The hepatobiliary tracer kinetics using Tc-99m Mebrofenin can be recorded by a Gamma camera interfaced to a computer. For ease of identification, a stomach localization scan using Tc-99m sulphur colloid is used (Figure 2). In sequential frames the radiotracer can be followed from the biliary tree into the duodenum and jejunum and in case of DGR into the stomach. The reflux can be quantified using predefined software which involves marking the regions of interest and generating background subtracted time activity curves.

Unlike other invasive techniques there is no chance of inducing a reflux by the procedure itself.

Patients who have symptoms because of DGR prior to cholecystectomy are unlikely to benefit from cholecystectomy. 7 patients (23.3 per cent) who had significant preoperative DGR continued to have the symptoms and the symptoms even worsened due to increased DGR in 4 patients from this group of preoperative refluxers.

The post-cholecystectomy symptoms of patients who had significant DGR did not differ much from patients who did not have a significant DGR. However, one major difference which we noted in our study was that bilious vomiting was present in 6 patients postoperatively. These included 4 patients who had bilious vomiting preoperatively and 2 patients who developed it postoperatively. 3 patients who had gastritis preoperatively continued with it postoperatively and 2 developed gastritis denovo. DGR has been implicated in the causation of gastritis in other studies also.8

The incidence of DGR in our study increased from 23.3 per cent to 46.6 per cent postoperatively.
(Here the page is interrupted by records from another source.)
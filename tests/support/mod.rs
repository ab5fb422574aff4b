use std::fs;
use std::path::{Path, PathBuf};

use ei::edit::EditStreamEntry;
use ei::storage::Storage;
use tempfile::TempDir;

pub struct TestWorkspace {
    dir: TempDir,
    storage: Storage,
}

impl TestWorkspace {
    pub fn init() -> Self {
        let dir = tempfile::tempdir().expect("failed to create tempdir");
        let storage = Storage::new(dir.path().to_path_buf());
        storage.init().expect("init storage");
        Self { dir, storage }
    }

    pub fn path(&self) -> &Path {
        self.dir.path()
    }

    pub fn storage(&self) -> &Storage {
        &self.storage
    }

    pub fn write_file(&self, rel_path: &str, contents: &str) -> PathBuf {
        let path = self.dir.path().join(rel_path);
        if let Some(parent) = path.parent() {
            fs::create_dir_all(parent).expect("create parent dirs");
        }
        fs::write(&path, contents).expect("write file");
        path
    }

    pub fn read_file(&self, rel_path: &str) -> String {
        fs::read_to_string(self.dir.path().join(rel_path)).expect("read file")
    }

    pub fn file_exists(&self, rel_path: &str) -> bool {
        self.dir.path().join(rel_path).exists()
    }

    pub fn write_config(&self, contents: &str) -> PathBuf {
        let path = self.dir.path().join(".ei.toml");
        fs::write(&path, contents).expect("write config");
        path
    }

    pub fn edit_log(&self) -> ei::ingest::EditLog {
        ei::ingest::EditLog::new(self.storage.edits_file())
    }

    pub fn pending_edits(&self) -> Vec<EditStreamEntry> {
        self.edit_log().snapshot().expect("snapshot edit log")
    }
}

/// A numbered base document: `line 1\n` through `line n\n`.
pub fn numbered_base(n: usize) -> String {
    (1..=n).map(|i| format!("line {i}\n")).collect()
}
Tc-99m Mebrofenin (HIDA) scanning of the hepatobiliary system is a reasonable and reliable method for the quantitative evaluation of duodenogastric reflux (DGR). Most of the drawbacks encountered with other methods, especially with those needing gastric intubation, are overcome.

Gallstones may be associated with dyspepsia without any aetiological relationship and surgery might be of little help to such patients.

Preoperative hepatobiliary scanning of gallstone patients may be done for the evaluation of DGR which can be responsible for persistent symptoms after cholecystectomy. Patients with significant DGR may need further evaluation and should be made aware of the possibility of persistent symptoms or of the appearance of new symptoms after cholecystectomy.

In patients with post-cholecystectomy symptoms, such scintigraphy can help in identifying DGR as a cause when others have been ruled out.

In light of our observations in this study, we would recommend a Tc-99m Mebrofenin cholescintigraphy in all symptomatic patients, pre and post-cholecystectomy as this would help in evolving an optimal management policy and also in understanding the pathophysiology of such patients.